Definition: Sepsis is a severe bacterial infections with systemic consequences.


- septic shock
- septic embols


- In sepsis, the large amounts of organisms and LPS in the blood stimulate the production of enormous quantities of several cytokines, notably TNF and IL-1. As a result, circulating levels of these cytokines increase and the form of the host response changes. High levels of TNF cause disseminated intravascular coagulation (DIC).

- Thrombosis results from two simultaneous reactions: LPS and TNF induce tissue factor (TF) expression on endothelial cells, which initiates coagulation; the same agents inhibit natural anticoagulation mechanisms, by decreasing the expression of tissue factor pathway inhibitor (TFPI) and endothelial cell thrombomodulin.

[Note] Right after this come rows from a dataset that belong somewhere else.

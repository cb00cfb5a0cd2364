//! Wires the specialist graph to the reasoning backend and the stores, and
//! drives a full analysis run: root analysis, cache, cascade, report.

use std::sync::Arc;

use tracing::{debug, info, warn};

use strata_core::config::AppConfig;
use strata_core::error::{Result, StrataError};
use strata_core::traits::{ContextSource, ReasoningClient};
use strata_core::types::{AnalysisReport, AnalysisRequest, DirectAnalysis};
use strata_store::{KnowledgeBase, ResponseCache};

use crate::engine::PropagationEngine;
use crate::registry::SpecialistRegistry;
use crate::specialist::Specialist;
use crate::specialists::{
    DatabaseSpecialist, KubernetesSpecialist, OsSpecialist, KUBERNETES_SPECIALIST, OS_SPECIALIST,
};

pub struct Orchestrator {
    registry: SpecialistRegistry,
    engine: PropagationEngine,
    cache: Option<ResponseCache>,
    knowledge: Arc<KnowledgeBase>,
    root: String,
}

impl Orchestrator {
    /// Wire the default graph over the supplied backends: OS feeds
    /// Kubernetes, Kubernetes feeds the databases. `cache` of `None` runs
    /// every root analysis fresh.
    pub fn new(
        config: &AppConfig,
        llm: Arc<dyn ReasoningClient>,
        knowledge: Arc<KnowledgeBase>,
        cache: Option<ResponseCache>,
    ) -> Result<Self> {
        let context: Arc<dyn ContextSource> = knowledge.clone();
        let model = config.model.clone();
        let max_chars = config.analysis.max_context_chars;

        let os: Arc<dyn Specialist> = Arc::new(OsSpecialist::new(
            model.clone(),
            llm.clone(),
            context.clone(),
            max_chars,
        ));
        let kubernetes: Arc<dyn Specialist> = Arc::new(KubernetesSpecialist::new(
            model.clone(),
            llm.clone(),
            context.clone(),
            max_chars,
        ));
        let database: Arc<dyn Specialist> =
            Arc::new(DatabaseSpecialist::new(model, llm, context, max_chars));

        let orchestrator = Self {
            registry: SpecialistRegistry::new(),
            engine: PropagationEngine::new(),
            cache,
            knowledge,
            root: OS_SPECIALIST.to_string(),
        };
        orchestrator.add_specialist(os, None)?;
        orchestrator.add_specialist(kubernetes, Some(OS_SPECIALIST))?;
        orchestrator.add_specialist(database, Some(KUBERNETES_SPECIALIST))?;
        debug!("{}", orchestrator.registry.render_graph());
        Ok(orchestrator)
    }

    /// Register a specialist, optionally as a downstream consumer of
    /// `upstream`. The upstream producer is resolved before anything is
    /// registered, so a bad edge leaves the graph untouched.
    pub fn add_specialist(
        &self,
        node: Arc<dyn Specialist>,
        upstream: Option<&str>,
    ) -> Result<()> {
        let producer = match upstream {
            Some(name) => Some(
                self.registry
                    .lookup(name)
                    .ok_or_else(|| StrataError::SpecialistNotFound(name.to_string()))?,
            ),
            None => None,
        };

        self.registry.register(node.clone())?;
        if let Some(producer) = producer {
            producer.register_downstream(node);
        }
        Ok(())
    }

    /// Run a full analysis: root specialist first (through the cache), then
    /// the cascade across every registered consumer.
    ///
    /// A cache hit skips only the root model call. Propagation always
    /// re-runs, so downstream improvements, failures, and graph changes show
    /// up even for cached transitions.
    pub async fn analyze(&self, request: &AnalysisRequest) -> Result<AnalysisReport> {
        let root = self
            .registry
            .lookup(&self.root)
            .ok_or_else(|| StrataError::SpecialistNotFound(self.root.clone()))?;

        info!(
            root = %self.root,
            layer = %request.layer,
            from = %request.from_version,
            to = %request.to_version,
            "Starting analysis run"
        );

        let key = request.cache_key();
        let mut cache_hit = false;
        let analysis = match self.cache.as_ref().and_then(|c| c.get::<DirectAnalysis>(&key)) {
            Some(cached) => {
                info!(key = %key, "Reusing cached root analysis");
                cache_hit = true;
                cached
            }
            None => {
                let fresh = root.analyze_direct(request.clone()).await?;
                if let Some(cache) = &self.cache {
                    // Parse failures are kept out of the cache so a flaky
                    // reply does not pin garbage until invalidation.
                    if fresh.parse_error.is_none() {
                        cache.put(&key, &fresh);
                    }
                }
                fresh
            }
        };

        let downstream = self.engine.propagate(root.as_ref(), &analysis.changes).await;

        let mut report = AnalysisReport::new(request.clone(), analysis);
        report.downstream_impacts = downstream;
        report.dependency_graph = self.registry.dependency_graph();
        report.cache_hit = cache_hit;
        report.document_sources = match self.knowledge.document_sources() {
            Ok(sources) => sources,
            Err(e) => {
                warn!(error = %e, "Could not list knowledge documents for the report");
                Vec::new()
            }
        };

        info!(
            changes = report.analysis.changes.len(),
            consumers = report.downstream_impacts.len(),
            cache_hit,
            "Analysis run complete"
        );
        Ok(report)
    }

    pub fn registry(&self) -> &SpecialistRegistry {
        &self.registry
    }

    pub fn knowledge(&self) -> &KnowledgeBase {
        &self.knowledge
    }

    pub fn cache(&self) -> Option<&ResponseCache> {
        self.cache.as_ref()
    }

    pub fn root(&self) -> &str {
        &self.root
    }
}

#[cfg(test)]
mod tests {
    use super::*;
    use crate::specialists::DATABASE_SPECIALIST;
    use strata_core::config::{AnalysisConfig, CacheConfig, KnowledgeConfig};
    use strata_core::types::Severity;
    use strata_test_utils::{fixtures, test_model_config, ScriptedClient};

    fn test_config() -> AppConfig {
        AppConfig {
            analysis: AnalysisConfig::default(),
            model: test_model_config(),
            cache: CacheConfig::default(),
            knowledge: KnowledgeConfig::default(),
        }
    }

    fn orchestrator_with(
        client: ScriptedClient,
        cache: Option<ResponseCache>,
    ) -> Orchestrator {
        let knowledge = Arc::new(KnowledgeBase::in_memory(500, 3).unwrap());
        Orchestrator::new(&test_config(), Arc::new(client), knowledge, cache).unwrap()
    }

    fn memory_cache() -> ResponseCache {
        ResponseCache::new(Box::new(
            strata_store::SqliteCacheBackend::in_memory().unwrap(),
        ))
    }

    #[tokio::test]
    async fn test_full_cascade_produces_nested_report() {
        let client = ScriptedClient::new()
            .reply(fixtures::os_direct_reply())
            .reply(fixtures::k8s_impact_reply())
            .reply(fixtures::db_impact_reply());
        let calls = client.call_log();
        let orchestrator = orchestrator_with(client, None);

        let request = AnalysisRequest::new("15-SP6", "15-SP7");
        let report = orchestrator.analyze(&request).await.unwrap();

        assert_eq!(calls.lock().unwrap().len(), 3);
        assert!(!report.cache_hit);
        assert_eq!(report.analysis.changes.len(), 1);

        let k8s = &report.downstream_impacts[KUBERNETES_SPECIALIST];
        assert_eq!(k8s.risk_level, Severity::High);
        let db = &k8s.downstream[DATABASE_SPECIALIST];
        assert_eq!(db.risk_level, Severity::Medium);

        // The graph and provenance sections are filled in.
        assert_eq!(
            report.dependency_graph[OS_SPECIALIST],
            vec![KUBERNETES_SPECIALIST.to_string()]
        );
        assert!(report.document_sources.is_empty());
    }

    #[tokio::test]
    async fn test_second_run_reuses_cached_root_analysis() {
        // Run one: direct + two impacts. Run two: impacts only.
        let client = ScriptedClient::new()
            .reply(fixtures::os_direct_reply())
            .reply(fixtures::k8s_impact_reply())
            .reply(fixtures::db_impact_reply())
            .reply(fixtures::k8s_impact_reply())
            .reply(fixtures::db_impact_reply());
        let calls = client.call_log();
        let orchestrator = orchestrator_with(client, Some(memory_cache()));

        let request = AnalysisRequest::new("15-SP6", "15-SP7");
        let first = orchestrator.analyze(&request).await.unwrap();
        let second = orchestrator.analyze(&request).await.unwrap();

        assert!(!first.cache_hit);
        assert!(second.cache_hit);
        assert_eq!(calls.lock().unwrap().len(), 5);
        // The cascade still ran on the cached run.
        assert_eq!(
            second.downstream_impacts[KUBERNETES_SPECIALIST].risk_level,
            Severity::High
        );
    }

    #[tokio::test]
    async fn test_different_request_misses_the_cache() {
        let client = ScriptedClient::new()
            .reply(fixtures::os_direct_reply())
            .reply(fixtures::quiet_impact_reply())
            .reply(fixtures::os_direct_reply())
            .reply(fixtures::quiet_impact_reply());
        let calls = client.call_log();
        let orchestrator = orchestrator_with(client, Some(memory_cache()));

        orchestrator
            .analyze(&AnalysisRequest::new("15-SP6", "15-SP7"))
            .await
            .unwrap();
        let other = orchestrator
            .analyze(&AnalysisRequest::new("15-SP5", "15-SP6"))
            .await
            .unwrap();

        assert!(!other.cache_hit);
        assert_eq!(calls.lock().unwrap().len(), 4);
    }

    #[tokio::test]
    async fn test_disabled_cache_always_reanalyzes() {
        let client = ScriptedClient::new()
            .reply(fixtures::os_direct_reply())
            .reply(fixtures::k8s_impact_reply())
            .reply(fixtures::db_impact_reply())
            .reply(fixtures::os_direct_reply())
            .reply(fixtures::k8s_impact_reply())
            .reply(fixtures::db_impact_reply());
        let calls = client.call_log();
        let orchestrator = orchestrator_with(client, None);

        let request = AnalysisRequest::new("15-SP6", "15-SP7");
        let first = orchestrator.analyze(&request).await.unwrap();
        let second = orchestrator.analyze(&request).await.unwrap();

        assert!(!first.cache_hit && !second.cache_hit);
        assert_eq!(calls.lock().unwrap().len(), 6);
    }

    #[tokio::test]
    async fn test_unparseable_root_reply_is_not_cached() {
        let client = ScriptedClient::new()
            .reply("no json here")
            .reply(fixtures::os_direct_reply())
            .reply(fixtures::k8s_impact_reply())
            .reply(fixtures::db_impact_reply());
        let orchestrator = orchestrator_with(client, Some(memory_cache()));

        let request = AnalysisRequest::new("15-SP6", "15-SP7");
        let first = orchestrator.analyze(&request).await.unwrap();

        // No changes to propagate, and the consumers short-circuit for free.
        assert!(first.analysis.parse_error.is_some());
        let k8s = &first.downstream_impacts[KUBERNETES_SPECIALIST];
        assert!(k8s.impacts.is_empty());
        assert_eq!(k8s.risk_level, Severity::Low);

        // The failed reply was not cached, so the next run re-asks the model.
        let second = orchestrator.analyze(&request).await.unwrap();
        assert!(!second.cache_hit);
        assert!(second.analysis.parse_error.is_none());
    }

    #[tokio::test]
    async fn test_add_specialist_rejects_unknown_upstream() {
        let orchestrator = orchestrator_with(ScriptedClient::new(), None);
        let node: Arc<dyn Specialist> = Arc::new(
            crate::specialist::test_support::StubSpecialist::new("network-agent"),
        );

        let err = orchestrator
            .add_specialist(node, Some("no-such-agent"))
            .unwrap_err();
        assert!(matches!(err, StrataError::SpecialistNotFound(_)));
        // The bad edge must not leave the node registered.
        assert!(orchestrator.registry().lookup("network-agent").is_none());
    }

    #[tokio::test]
    async fn test_add_specialist_rejects_duplicate_names() {
        let orchestrator = orchestrator_with(ScriptedClient::new(), None);
        let node: Arc<dyn Specialist> = Arc::new(
            crate::specialist::test_support::StubSpecialist::new(OS_SPECIALIST),
        );

        let err = orchestrator.add_specialist(node, None).unwrap_err();
        assert!(matches!(err, StrataError::DuplicateSpecialist(_)));
    }
}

- Cytokines cause liver injury and impaired liver function, resulting in a failure to maintain normal blood glucose levels due to a lack of gluconeogenesis from stored glycogen.

- Overproduction of NO by cytokine-activated cardiac myocytes and vascular smooth muscle cells leads to heart failure and loss of perfusion pressure, respectively, resulting in hemodynamic shock.

- The clinical triad of disseminated intravascular coagulation (DIC), hypoglycemia, and cardiovascular failure classically associate in septic shock.

- Multiple organs show inflammation and intravascular thrombosis, which can produce organ failure.

- Tissue injury in response to LPS can also result from the activation of neutrophils before they exit the vasculature, thus causing damage to endothelial cells and reduced blood flow.

- The lungs and liver are particularly susceptible to injury by neutrophils.

- Lung damage in the systemic inflammatory response, commonly called the adult respiratory distress syndrome (ARDS), results when neutrophil-mediated endothelial injury allows fluid to escape from the blood into the airspace.

The kidney and the bowel are also injured, largely due to reduced perfusion. This condition is often fatal.